HP biete nun 30 Dollar je Aktie, teilten die Kalifornier mit. Damit stachen sie Dells 27-Dollar-Angebot aus. Dell gehört allerdings bereits ein Drittel des Herstellers von Speichersystemen. HP hatte am Donnerstagnachmittag sein Angebot von 1,6 auf 1,8 Milliarden Dollar erhöht. Das führende Unternehmen der Branche bot den Aktionären damit zuerst 27 Dollar je Aktie. Dells vorheriges Angebot lag bei 24,30 Dollar.

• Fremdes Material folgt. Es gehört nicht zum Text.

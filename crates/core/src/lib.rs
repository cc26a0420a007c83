pub mod config;
pub mod error;
pub mod event;
pub mod scheduler;

pub use error::EventBusError;
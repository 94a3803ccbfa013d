//! Verlet integration with iterative link relaxation.

use crate::config::SolverConfig;
use crate::float::Float;
use crate::grid::PointGrid;
use crate::observer::{NoOpStepObserver, StepObserver};
use crate::point::PointMass;
use crate::system::PointMassSystem;
use crate::topology::{GridCoord, Topology};
use crate::vec::Vec2;

/// A [`PointGrid`] driven by Verlet integration.
///
/// Each sub-step accumulates the constant force on every unpinned point,
/// integrates, then runs `iterations` relaxation passes over the links.
/// Pinned points take no share of a link correction, so toggling a pin
/// between steps never injects energy.
pub struct VerletSystem<F: Float, O: StepObserver = NoOpStepObserver> {
    grid: PointGrid<F>,
    config: SolverConfig<F>,
    observer: O,
}

impl<F: Float> VerletSystem<F> {
    pub fn new(grid: PointGrid<F>, config: SolverConfig<F>) -> Self {
        VerletSystem { grid, config, observer: NoOpStepObserver }
    }
}

impl<F: Float, O: StepObserver> VerletSystem<F, O> {
    pub fn with_observer(grid: PointGrid<F>, config: SolverConfig<F>, observer: O) -> Self {
        VerletSystem { grid, config, observer }
    }

    pub fn grid(&self) -> &PointGrid<F> { &self.grid }
    pub fn grid_mut(&mut self) -> &mut PointGrid<F> { &mut self.grid }
    pub fn config(&self) -> &SolverConfig<F> { &self.config }
    pub fn config_mut(&mut self) -> &mut SolverConfig<F> { &mut self.config }
    pub fn observer(&self) -> &O { &self.observer }
    pub fn into_grid(self) -> PointGrid<F> { self.grid }
}

impl<F: Float, O: StepObserver> PointMassSystem<F> for VerletSystem<F, O> {
    fn topology(&self) -> Topology {
        self.grid.topology()
    }

    fn point_at(&self, c: GridCoord) -> Option<&PointMass<F>> {
        self.grid.point_at(c)
    }

    fn point_at_mut(&mut self, c: GridCoord) -> Option<&mut PointMass<F>> {
        self.grid.point_at_mut(c)
    }

    fn nearest_point(&self, pos: Vec2<F>) -> Option<GridCoord> {
        self.grid.nearest(pos)
    }

    fn step(&mut self, dt: F) {
        if !(dt.is_finite() && dt > F::zero()) {
            return;
        }
        let sub_dt = dt / F::from_usize(self.config.sub_steps);
        let (links, points) = self.grid.links_and_points_mut();

        for _sub in 0..self.config.sub_steps {
            for p in points.iter_mut() {
                p.apply_force(self.config.force);
            }

            for p in points.iter_mut() {
                p.integrate(sub_dt, self.config.damping);
            }
            self.observer.on_integrate();

            for i in 0..self.config.iterations {
                for link in links.iter() {
                    link.solve(points);
                }
                self.observer.on_relax_iteration(i);
            }
        }

        self.observer.on_step_complete();
    }
}
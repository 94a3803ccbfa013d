use drape::{PointMassSystem, Scene, SceneConfig, Vec2, VertexLayout};
use rand::rngs::SmallRng;
use rand::SeedableRng;

fn run(seed: u64) -> (Vec<f32>, Vec<Vec2<f32>>) {
    let config = SceneConfig::<f32>::new(12, 8);
    let mut rng = SmallRng::seed_from_u64(seed);
    let mut scene = Scene::from_config(&config, VertexLayout::Xyz, &mut rng).unwrap();
    for _ in 0..60 {
        scene.tick(1.0 / 60.0);
    }
    (scene.vertices().as_slice().to_vec(), scene.marker_positions())
}

#[test]
fn seeded_scene_deterministic() {
    let results: Vec<_> = (0..5).map(|_| run(99)).collect();
    for r in &results[1..] {
        assert_eq!(results[0].0, r.0);
        assert_eq!(results[0].1, r.1);
    }
}

#[test]
fn jitter_depends_on_seed() {
    let config = SceneConfig::<f32>::new(4, 4).with_random_anchors(0, 0);
    let a = Scene::from_config(&config, VertexLayout::Xy, &mut SmallRng::seed_from_u64(1)).unwrap();
    let b = Scene::from_config(&config, VertexLayout::Xy, &mut SmallRng::seed_from_u64(2)).unwrap();
    assert_ne!(a.system().grid().positions(), b.system().grid().positions());
    assert_eq!(a.system().width(), 4);
}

Die beiden Branchenriesen wetteifern um das Unternehmen, weil Speichersysteme immer mehr an Bedeutung gewinnen. Zum einen steigen die Datenmengen stetig an, die Unternehmen oder Behörden verwalten müssen. Zum anderen setzt sich das sogenannte Cloud Computing durch - dabei lagern Programme zentral auf Großrechnern, der Datenwolke, und werden je nach Bedarf vom Computer am Arbeitsplatz oder von zu Hause oder von mobilen Endgeräten abgerufen.
HP hatte am Morgen bereits das im Cloud Computing aktive Unternehmen Stratavia geschluckt. Der Preis blieb geheim. Finanziell steht HP wesentlich besser da als Dell, zuletzt stiegen die Gewinne dank starker Verkäufe von Großrechnern.